What is Gram Stain Test – Staining Procedure, Principle and Results

Last reviewed by Editorial Team on February 9th, 2019.

What is Gram Staining

Gram staining is a microbiologic procedure used to differentiate Gram-negative from Gram-positive bacteria.

It was developed by Hans Christian Gram; a Danish physician, in 1884. The cells are colored red or violet so as to distinguish its group. A microorganism is gram-positive if the stain remains violet secondary to the presence of peptidoglycan in the cell wall.

On the other hand, a microorganism is gram-negative if the stain is red secondary to the thin peptidoglycan wall. (1, 2)


steps needed to complete the gram staining procedure

Picture 1 : The image shows the steps needed to complete the gram staining procedure.
Picture Source: vignette.wikia.nocookie.net

Gram staining procedure

There are three processes involved in gram staining. They are the following:

  1. Staining using a water-soluble dye (crystal violet)
  2. Decolorization
  3. Counterstaining using safranin (3)

What you will need?

  • Crystal violet which acts as the primary stain
  • Gram’s iodine
  • Decolorizer in the form of acetone or ethanol
  • Secondary stain/counterstain in the form of safranin (4)
  • water

gram stain procedure gran negative positive bacteria

Picture 2: A gram stain procedure showed gram positive bacteria on the left and gram negative bacteria on the right.

(gram stain procedure gran negative positive bacteria)
Photo Source: static1.squarespace.com


how does gram positive and gram negative looks like

Photo 3: Gram positive bacteria remain purple in color while gram negative bacteria turn pink.

(how does gram positive and gram negative looks like)
Image Source: 2.bp.blogspot.com


  • Prepare a slide of a cell sample. Put a drop of sample on the slide and pass it through a Bunsen burner three times. The microorganism to be tested is stained with a crystal violet dye and incubate for a minute.
  • Rinse the slide with water for five seconds to get rid of unbound crystal violet dye.
  • An iodine solution (a combination of iodine and potassium iodide) is added to form a complex (a large molecule that is insoluble in water).
  • A decolorizer like acetone or ethyl alcohol is added and rinse with a gentle stream of water. The purpose of decolorizer is to dehydrate the peptidoglycan layer of the organism. Eventually, the layer shrinks and tightens.
  • A gram-positive microorganism is resistant to the large crystal violet iodine complex. The substance cannot penetrate to the peptidoglycan layer.
  • A gram-negative microorganism has a thin peptidoglycan layer and so the large crystal violet iodine complex can easily penetrate to it resulting to the lost in color.
  • A water-soluble safranin is added to the sample for counterstaining. The secondary stain should be on the slide for a minute and then rinse with a gentle stream of water for about five seconds. It causes the sample to change its color into red. A gram-negative microorganism turns red but the gram-positive bacteria remain violet/purple. (3, 4, 5, 6)

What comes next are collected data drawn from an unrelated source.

//! Geometric arrangements: grid, circle, star, bus.

use std::collections::BTreeMap;
use std::f32::consts::TAU;

use crate::config::{BusConfig, CircleConfig, GridConfig};
use crate::model::{Edge, Node, NodeId, Point};

use super::{average_dimension, centroid, selection_bounds, sort_reading_order};

/// Row-major grid anchored at the selection's original top-left corner.
/// Column count ≈ ⌈√n⌉ (at least 2); cell spacing scales with node size.
pub(super) fn grid_positions(nodes: &[&Node], config: &GridConfig) -> BTreeMap<NodeId, Point> {
    let mut ordered: Vec<&Node> = nodes.to_vec();
    sort_reading_order(&mut ordered);

    let n = ordered.len();
    let cols = ((n as f32).sqrt().ceil() as usize).max(2);
    let spacing = (average_dimension(&ordered) * config.spacing_factor).max(config.min_spacing);
    let origin = selection_bounds(&ordered);

    let mut positions = BTreeMap::new();
    for (i, node) in ordered.iter().enumerate() {
        let col = (i % cols) as f32;
        let row = (i / cols) as f32;
        positions.insert(
            node.id,
            Point::new(origin.x + col * spacing, origin.y + row * spacing),
        );
    }
    positions
}

/// Equal angular steps around the selection centroid; radius grows with the
/// node count so neighbors do not overlap.
pub(super) fn circle_positions(nodes: &[&Node], config: &CircleConfig) -> BTreeMap<NodeId, Point> {
    let center = centroid(nodes);
    let radius = circle_radius(nodes.len(), average_dimension(nodes), config);

    let mut ordered: Vec<&Node> = nodes.to_vec();
    ordered.sort_by(|a, b| a.id.cmp(&b.id));

    ring_positions(&ordered, center, radius)
}

/// One hub in the middle, everyone else on a ring. The hub is the node with
/// the highest degree inside the selection, or the node nearest the
/// centroid when the selection has no edges.
pub(super) fn star_positions(
    nodes: &[&Node],
    edges: &[&Edge],
    config: &CircleConfig,
) -> BTreeMap<NodeId, Point> {
    let center = centroid(nodes);

    let mut degree: BTreeMap<NodeId, usize> = BTreeMap::new();
    for edge in edges {
        *degree.entry(edge.source).or_default() += 1;
        *degree.entry(edge.target).or_default() += 1;
    }
    let hub = if edges.is_empty() {
        nodes
            .iter()
            .min_by(|a, b| {
                a.position
                    .distance_to(center)
                    .partial_cmp(&b.position.distance_to(center))
                    .unwrap_or(std::cmp::Ordering::Equal)
                    .then(a.id.cmp(&b.id))
            })
            .map(|n| n.id)
    } else {
        nodes
            .iter()
            .max_by(|a, b| {
                degree
                    .get(&a.id)
                    .unwrap_or(&0)
                    .cmp(degree.get(&b.id).unwrap_or(&0))
                    .then(b.id.cmp(&a.id))
            })
            .map(|n| n.id)
    };
    let Some(hub) = hub else {
        return BTreeMap::new();
    };

    let mut spokes: Vec<&Node> = nodes.iter().copied().filter(|n| n.id != hub).collect();
    spokes.sort_by(|a, b| a.id.cmp(&b.id));
    let radius = circle_radius(spokes.len().max(1), average_dimension(nodes), config);

    let mut positions = ring_positions(&spokes, center, radius);
    positions.insert(hub, center);
    positions
}

/// Two parallel columns flanking an implied vertical backbone through the
/// selection centroid, one row per pair; the longer half keeps going alone.
pub(super) fn bus_positions(nodes: &[&Node], config: &BusConfig) -> BTreeMap<NodeId, Point> {
    let mut ordered: Vec<&Node> = nodes.to_vec();
    sort_reading_order(&mut ordered);

    let center = centroid(&ordered);
    let top = selection_bounds(&ordered).y;
    let half = ordered.len().div_ceil(2);
    let (left, right) = ordered.split_at(half);

    let mut positions = BTreeMap::new();
    for (row, node) in left.iter().enumerate() {
        positions.insert(
            node.id,
            Point::new(
                center.x - config.lane_offset,
                top + row as f32 * config.row_spacing,
            ),
        );
    }
    for (row, node) in right.iter().enumerate() {
        positions.insert(
            node.id,
            Point::new(
                center.x + config.lane_offset,
                top + row as f32 * config.row_spacing,
            ),
        );
    }
    positions
}

fn circle_radius(count: usize, avg_dimension: f32, config: &CircleConfig) -> f32 {
    (count as f32 * avg_dimension / TAU).max(config.min_radius)
}

fn ring_positions(ordered: &[&Node], center: Point, radius: f32) -> BTreeMap<NodeId, Point> {
    let step = TAU / ordered.len().max(1) as f32;
    let mut positions = BTreeMap::new();
    for (i, node) in ordered.iter().enumerate() {
        let angle = i as f32 * step;
        positions.insert(
            node.id,
            Point::new(
                center.x + radius * angle.cos(),
                center.y + radius * angle.sin(),
            ),
        );
    }
    positions
}

#[cfg(test)]
mod tests {
    use super::*;
    use crate::model::{DeviceKind, LinkKind, RouteStyle, Topology};

    fn seeded(count: usize) -> (Topology, Vec<NodeId>) {
        let mut t = Topology::new();
        let mut ids = Vec::new();
        for i in 0..count {
            let node = t.new_node(
                &format!("n{i}"),
                DeviceKind::Generic,
                Point::new((i % 3) as f32 * 150.0, (i / 3) as f32 * 90.0),
            );
            ids.push(node.id);
            t.insert_node(node).unwrap();
        }
        (t, ids)
    }

    fn refs<'a>(t: &'a Topology, ids: &[NodeId]) -> Vec<&'a Node> {
        ids.iter().map(|id| t.node(*id).unwrap()).collect()
    }

    #[test]
    fn grid_uses_sqrt_columns_row_major() {
        let (t, ids) = seeded(9);
        let nodes = refs(&t, &ids);
        let positions = grid_positions(&nodes, &GridConfig::default());
        let xs: std::collections::BTreeSet<i64> =
            positions.values().map(|p| p.x.round() as i64).collect();
        let ys: std::collections::BTreeSet<i64> =
            positions.values().map(|p| p.y.round() as i64).collect();
        // 9 nodes: 3 columns by 3 rows.
        assert_eq!(xs.len(), 3);
        assert_eq!(ys.len(), 3);
    }

    #[test]
    fn grid_anchors_at_selection_top_left() {
        let (t, ids) = seeded(4);
        let nodes = refs(&t, &ids);
        let positions = grid_positions(&nodes, &GridConfig::default());
        let min_x = positions.values().map(|p| p.x).fold(f32::MAX, f32::min);
        let min_y = positions.values().map(|p| p.y).fold(f32::MAX, f32::min);
        assert_eq!(min_x, 0.0);
        assert_eq!(min_y, 0.0);
    }

    #[test]
    fn circle_keeps_nodes_equidistant_from_centroid() {
        let (t, ids) = seeded(6);
        let nodes = refs(&t, &ids);
        let center = centroid(&nodes);
        let positions = circle_positions(&nodes, &CircleConfig::default());
        for p in positions.values() {
            let r = p.distance_to(center);
            assert!((r - 120.0).abs() < 1.0, "expected min radius, got {r}");
        }
    }

    #[test]
    fn star_places_highest_degree_at_centroid() {
        let (mut t, ids) = seeded(5);
        // Make ids[2] the hub with three edges.
        for other in [0usize, 1, 3] {
            let e = t
                .new_edge(ids[2], ids[other], LinkKind::Ethernet, RouteStyle::Straight)
                .unwrap();
            t.insert_edge(e).unwrap();
        }
        let nodes = refs(&t, &ids);
        let edge_refs: Vec<&Edge> = t.edges_within(&ids);
        let center = centroid(&nodes);
        let positions = star_positions(&nodes, &edge_refs, &CircleConfig::default());
        assert_eq!(positions[&ids[2]], center);
        for (id, p) in &positions {
            if *id != ids[2] {
                assert!(p.distance_to(center) > 1.0);
            }
        }
    }

    #[test]
    fn bus_builds_two_lanes() {
        let (t, ids) = seeded(6);
        let nodes = refs(&t, &ids);
        let positions = bus_positions(&nodes, &BusConfig::default());
        let xs: std::collections::BTreeSet<i64> =
            positions.values().map(|p| p.x.round() as i64).collect();
        assert_eq!(xs.len(), 2);
        let gap = xs.iter().max().unwrap() - xs.iter().min().unwrap();
        assert_eq!(gap, 280);
    }

    #[test]
    fn bus_odd_count_continues_longer_half() {
        let (t, ids) = seeded(5);
        let nodes = refs(&t, &ids);
        let positions = bus_positions(&nodes, &BusConfig::default());
        assert_eq!(positions.len(), 5);
    }
}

Picture 4 : Gram staining and the steps needed to complete the procedure.

(Gram staining and the steps)
Picture Source: www.cs.montana.edu

Gram staining principle

The composition of the cellular wall of gram-positive and gram-negative bacteria tells the gram staining differences. The following principles apply:

  • Bacteria that are gram-positive have a thick layer of peptidoglycan.
  • They also have several teichoic acids which are resistant to decolorization.
  • The crystal violet solution dissociates into Cl and CV+ and deeply penetrate through the wall and membrane of the microorganisms being tested.
  • CV+ interacts with the negatively charged part of the microorganism’s cell leading to a purple stain. Iodine is added and interacts with the CV+ forming a large crystal violet-iodine complex within the cell’s cytoplasm and outer layers.
  • A decolorizing agent is added and will interact with the lipids of the cellular membrane of the microorganism being tested.
  • The peptidoglycan layer of the gram-negative bacteria is exposed because they have thin peptidoglycan layers.
  • As they are exposed to ethanol, the cell wall of gram-negative bacteria leaks thereby allowing the large CV-I complexes to be washed from the cell.
  • Gram-positive bacteria have highly cross-linked and multi-layered peptidoglycan which become dehydrated when ethanol is added. As a result, the large CV-I complexes within the cells are trapped leading to purple color when decolorized.
  • During decolorization, gram-negative bacteria lose its purple color while gram-positive bacteria retain its color. The difference in color can only be seen during counterstaining. (3, 5, 6, 7)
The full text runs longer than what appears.